O que eu poderia chamar de "feminino" foi conquistado dezenas, milhares de vezes, durante toda a história da humanidade. Desde Marduk dilacerando sua mãe Tiamat(serpente marinha) e construindo o mundo sobre suas vísceras, até o deus hebraico pairando "sobre" a face das águas(o mar como o feminino), Urano violentando Gaia... toda mitologia básica da cultura ocidental é bastante dura com a mulher. O que me faz acreditar que não é uma coincidência que nossa civilização é uma construção de poder que submete ora a natureza, ora o feminino. Por isso, a crítica do Dr. Suzuki vai além do que a cultura ocidental considera palatável, já que toca em um desiquilíbrio fundamental e nos coloca diante de um fato desolador: o feminino e o amor não estão em nosso horizonte.

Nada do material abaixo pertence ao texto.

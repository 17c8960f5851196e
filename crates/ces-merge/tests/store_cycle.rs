//! Full merge cycles against a real store file: load, transform, save,
//! reload. Exercises the way the authoring flows actually use the crates.

use ces_merge::{append_all, replace_from, SplicePoint};
use ces_store::{backup, load, save};
use ces_types::EntityRecord;
use serde_json::json;

fn record(value: serde_json::Value) -> EntityRecord {
    EntityRecord::from_value(value).unwrap()
}

#[test]
fn append_cycle_writes_one_line_per_record() {
    let dir = tempfile::tempdir().unwrap();
    let path = dir.path().join("entities_00001.jsonl");
    save(&path, &[record(json!({"type": "a", "id": 1}))]).unwrap();

    let collection = load(&path).unwrap();
    let merged = append_all(collection, vec![record(json!({"type": "b", "id": 2}))]);
    save(&path, &merged).unwrap();

    let raw = std::fs::read_to_string(&path).unwrap();
    assert_eq!(raw.lines().count(), 2);

    let reloaded = load(&path).unwrap();
    let kinds: Vec<_> = reloaded.iter().map(|r| r.kind().unwrap()).collect();
    assert_eq!(kinds, ["a", "b"]);
}

#[test]
fn replace_cycle_preserves_the_permission_header() {
    let dir = tempfile::tempdir().unwrap();
    let path = dir.path().join("entities_00001.jsonl");
    save(
        &path,
        &[
            record(json!({"action": "plugin::users-permissions.find", "role": 1})),
            record(json!({"action": "plugin::users-permissions.create", "role": 1})),
            record(json!({"type": "api::article.article", "id": 13, "data": {"title": "Old"}})),
            record(json!({"type": "api::category.category", "id": 10, "data": {}})),
        ],
    )
    .unwrap();

    let collection = load(&path).unwrap();
    let backup_path = backup(&path).unwrap();
    let merged = replace_from(
        collection,
        &SplicePoint::before_kind("api::article.article"),
        vec![record(
            json!({"type": "api::article.article", "id": 20, "data": {"title": "New"}}),
        )],
    );
    save(&path, &merged).unwrap();

    let reloaded = load(&path).unwrap();
    assert_eq!(reloaded.len(), 3);
    assert_eq!(reloaded[0].kind(), None); // permission records carry no type
    assert!(reloaded[2].is_kind("api::article.article"));

    // The backup still holds the pre-splice collection.
    assert_eq!(load(&backup_path).unwrap().len(), 4);
}

#[test]
fn re_appending_a_batch_doubles_it_on_disk() {
    let dir = tempfile::tempdir().unwrap();
    let path = dir.path().join("entities_00001.jsonl");
    let batch = vec![record(json!({"type": "api::faq.faq", "id": 200, "data": {}}))];

    save(&path, &append_all(Vec::new(), batch.clone())).unwrap();
    let collection = load(&path).unwrap();
    save(&path, &append_all(collection, batch)).unwrap();

    assert_eq!(load(&path).unwrap().len(), 2);
}
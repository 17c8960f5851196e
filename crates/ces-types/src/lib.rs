//! Foundation types for the Content Entity Store (CES).
//!
//! An entity collection is an ordered sequence of schema-less JSON records,
//! one per line of an NDJSON export file. This crate provides the record
//! model every other CES crate builds on.
//!
//! # Key Types
//!
//! - [`EntityRecord`] — One content item; a union over the record shapes
//!   that coexist in real export files
//! - [`EntityId`] — Opaque numeric or string identifier
//! - [`KeyedEntity`] — The `{ "type", "id", "data" }` shape with its
//!   category discriminator
//! - [`DocumentEntity`] — The `{ "documentId", ... }` shape
//!
//! # Design Rules
//!
//! 1. No uniform shape is assumed across a collection; unknown shapes are
//!    preserved verbatim, never rejected.
//! 2. Round-trips are lossless: parsing a JSON object and serializing it
//!    back yields an equal value (key order aside).
//! 3. Discriminators are read from parsed structure, never from raw text.

pub mod entity;
pub mod error;

pub use entity::{DocumentEntity, EntityId, EntityRecord, JsonMap, KeyedEntity};
pub use error::TypeError;
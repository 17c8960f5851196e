use serde::{Deserialize, Serialize};

/// Inline node inside a rich-text block.
#[derive(Clone, Debug, PartialEq, Serialize, Deserialize)]
#[serde(tag = "type", rename_all = "lowercase")]
pub enum Inline {
    /// A text run, optionally bold.
    Text {
        text: String,
        #[serde(skip_serializing_if = "Option::is_none")]
        bold: Option<bool>,
    },
}

impl Inline {
    /// Plain text run.
    pub fn text(text: impl Into<String>) -> Self {
        Self::Text {
            text: text.into(),
            bold: None,
        }
    }

    /// Bold text run.
    pub fn bold(text: impl Into<String>) -> Self {
        Self::Text {
            text: text.into(),
            bold: Some(true),
        }
    }
}

/// List numbering style.
#[derive(Clone, Copy, Debug, PartialEq, Eq, Serialize, Deserialize)]
#[serde(rename_all = "lowercase")]
pub enum ListFormat {
    Ordered,
    Unordered,
}

/// One block of structured rich-text content.
///
/// The wire shape is the blocks format CMS editors emit: each block is an
/// object tagged by `"type"`, with children carrying the inline runs.
#[derive(Clone, Debug, PartialEq, Serialize, Deserialize)]
#[serde(tag = "type", rename_all = "kebab-case")]
pub enum Block {
    Paragraph {
        children: Vec<Inline>,
    },
    Heading {
        children: Vec<Inline>,
        level: u8,
    },
    List {
        format: ListFormat,
        children: Vec<Block>,
    },
    ListItem {
        children: Vec<Inline>,
    },
}

impl Block {
    /// A paragraph holding a single plain text run.
    pub fn paragraph(text: impl Into<String>) -> Self {
        Self::Paragraph {
            children: vec![Inline::text(text)],
        }
    }

    /// A heading at the given level.
    pub fn heading(level: u8, text: impl Into<String>) -> Self {
        Self::Heading {
            children: vec![Inline::text(text)],
            level,
        }
    }

    /// A single list item.
    pub fn list_item(text: impl Into<String>) -> Self {
        Self::ListItem {
            children: vec![Inline::text(text)],
        }
    }

    /// An unordered list of plain text items.
    pub fn bullet_list<I, S>(items: I) -> Self
    where
        I: IntoIterator<Item = S>,
        S: Into<String>,
    {
        Self::List {
            format: ListFormat::Unordered,
            children: items.into_iter().map(Self::list_item).collect(),
        }
    }
}
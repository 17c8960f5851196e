use ces_types::EntityRecord;

/// Where a replacement splice begins within an entity collection.
///
/// Export files commonly open with a "header" of permission-like records
/// followed by content records. `SplicePoint` makes the boundary an explicit
/// caller decision instead of a scan over raw serialized lines.
#[derive(Clone, Debug, PartialEq, Eq)]
pub enum SplicePoint {
    /// Offset 0: discard the whole collection.
    Start,
    /// An explicit record index, clamped to the collection length.
    Index(usize),
    /// The index of the first record whose discriminator equals the given
    /// category. Falls back to offset 0 (replace everything) when no record
    /// matches; callers that need a different fallback should resolve an
    /// [`SplicePoint::Index`] themselves.
    BeforeKind(String),
}

impl SplicePoint {
    /// Convenience constructor for [`SplicePoint::BeforeKind`].
    pub fn before_kind(kind: impl Into<String>) -> Self {
        Self::BeforeKind(kind.into())
    }

    /// Resolve to a concrete offset into `records`.
    ///
    /// Total: always returns a value in `0..=records.len()`.
    pub fn resolve(&self, records: &[EntityRecord]) -> usize {
        match self {
            Self::Start => 0,
            Self::Index(n) => (*n).min(records.len()),
            Self::BeforeKind(kind) => records
                .iter()
                .position(|r| r.is_kind(kind))
                .unwrap_or(0),
        }
    }
}

#[cfg(test)]
mod tests {
    use super::*;
    use ces_types::{JsonMap, KeyedEntity};

    fn keyed(kind: &str, id: i64) -> EntityRecord {
        EntityRecord::Keyed(KeyedEntity::new(kind, id, JsonMap::new()))
    }

    #[test]
    fn start_resolves_to_zero() {
        let records = vec![keyed("a", 1), keyed("b", 2)];
        assert_eq!(SplicePoint::Start.resolve(&records), 0);
    }

    #[test]
    fn index_is_clamped_to_length() {
        let records = vec![keyed("a", 1), keyed("b", 2)];
        assert_eq!(SplicePoint::Index(1).resolve(&records), 1);
        assert_eq!(SplicePoint::Index(2).resolve(&records), 2);
        assert_eq!(SplicePoint::Index(99).resolve(&records), 2);
    }

    #[test]
    fn before_kind_finds_first_match() {
        let records = vec![
            keyed("plugin::users-permissions.permission", 1),
            keyed("plugin::users-permissions.permission", 2),
            keyed("api::article.article", 13),
            keyed("api::article.article", 14),
        ];
        let point = SplicePoint::before_kind("api::article.article");
        assert_eq!(point.resolve(&records), 2);
    }

    #[test]
    fn before_kind_without_match_falls_back_to_zero() {
        let records = vec![keyed("a", 1), keyed("b", 2)];
        let point = SplicePoint::before_kind("api::category.category");
        assert_eq!(point.resolve(&records), 0);
    }

    #[test]
    fn resolve_on_empty_collection_is_zero() {
        for point in [
            SplicePoint::Start,
            SplicePoint::Index(5),
            SplicePoint::before_kind("api::article.article"),
        ] {
            assert_eq!(point.resolve(&[]), 0);
        }
    }
}
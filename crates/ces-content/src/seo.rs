use serde::{Deserialize, Serialize};
use serde_json::Value;

/// SEO metadata component attached to pages and articles.
///
/// Absent fields serialize as explicit `null`s, matching the export format
/// (the CMS emits every component field whether or not it is set).
#[derive(Clone, Debug, Default, PartialEq, Serialize, Deserialize)]
#[serde(rename_all = "camelCase")]
pub struct Seo {
    #[serde(skip_serializing_if = "Option::is_none")]
    pub id: Option<i64>,
    pub meta_title: Option<String>,
    pub meta_description: Option<String>,
    pub keywords: Option<String>,
    pub meta_robots: Option<String>,
    pub structured_data: Option<Value>,
    pub meta_viewport: Option<String>,
    #[serde(rename = "canonicalURL")]
    pub canonical_url: Option<String>,
}

impl Seo {
    /// SEO metadata with just a title and description.
    pub fn titled(title: impl Into<String>, description: impl Into<String>) -> Self {
        Self {
            meta_title: Some(title.into()),
            meta_description: Some(description.into()),
            ..Self::default()
        }
    }

    /// Set the comma-separated keyword list.
    pub fn with_keywords(mut self, keywords: impl Into<String>) -> Self {
        self.keywords = Some(keywords.into());
        self
    }

    /// Set the robots directive (e.g. `index, follow`).
    pub fn with_robots(mut self, robots: impl Into<String>) -> Self {
        self.meta_robots = Some(robots.into());
        self
    }
}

Imagino um canteiro de obras no Japão em algum dia no século XVI, os trabalhadores reunidos diante do imenso poço sobre o qual lançariam o fundamento do castelo, todos aguardando uma mulher se aproximar. Ver o seu corpo ser lançado no fundo da terra e observar a coluna ser posicionada sobre seus restos mortais, o que esta sociedade contemplava sob a fachada daquele suntuoso castelo era algo embebido por esta cena. A lenda de Hitobashira é uma imagem que possui um significado muito forte e me faz pensar no que nós apreendemos quando olhamos a "skyline" de grandes cidades como São Paulo? Será que temos uma ideia do que nós enterramos nos fundamentos destas muralhas de concreto?

O que as mulheres enterram tentando se enquadrar em um mundo avesso à sua carne? O que subsiste de feminino sob o escombros do consumo da industria estético-farmacêutica? O que os homens enterram sob essa relação de poder alienante?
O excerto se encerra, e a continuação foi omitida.